What is being asked – Show every line below where "action" appears.

[Stored data]
════════════════

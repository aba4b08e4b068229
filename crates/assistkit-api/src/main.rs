//! assistkit CLI entry point.
//!
//! Binary name: `assistkit`
//!
//! Parses CLI arguments, initializes tracing and the application state, then
//! dispatches to the command handler.

mod cli;
mod state;

use clap::Parser;
use clap_complete::generate;

use cli::{Cli, Commands};
use state::AppState;

#[tokio::main]
async fn main() -> anyhow::Result<()> {
    let cli = Cli::parse();

    if let Err(e) = assistkit_observe::init_tracing(cli.log_filter(), cli.otel) {
        eprintln!("Warning: failed to initialize tracing: {e}");
    }

    // Shell completions don't need app state
    if let Commands::Completions { shell } = &cli.command {
        let mut cmd = <Cli as clap::CommandFactory>::command();
        generate(*shell, &mut cmd, "assistkit", &mut std::io::stdout());
        return Ok(());
    }

    let state = AppState::init(cli.data_dir.clone()).await;

    let result = match cli.command {
        Commands::Inspect(args) => cli::inspect::run_inspect(args, &state.data_dir, cli.json, cli.quiet).await,
        Commands::Config { action } => cli::config::handle_config_command(action, &state, cli.json).await,
        Commands::Llm { action } => cli::llm::handle_llm_command(action, &state, cli.json, cli.quiet).await,
        Commands::Completions { .. } => unreachable!("handled above"),
    };

    assistkit_observe::shutdown_tracing();
    result
}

════════════════

Task response –
        Commands::Config { action } => cli::config::handle_config_command(action, &state, cli.json).await,
        Commands::Llm { action } => cli::llm::handle_llm_command(action, &state, cli.json, cli.quiet).await,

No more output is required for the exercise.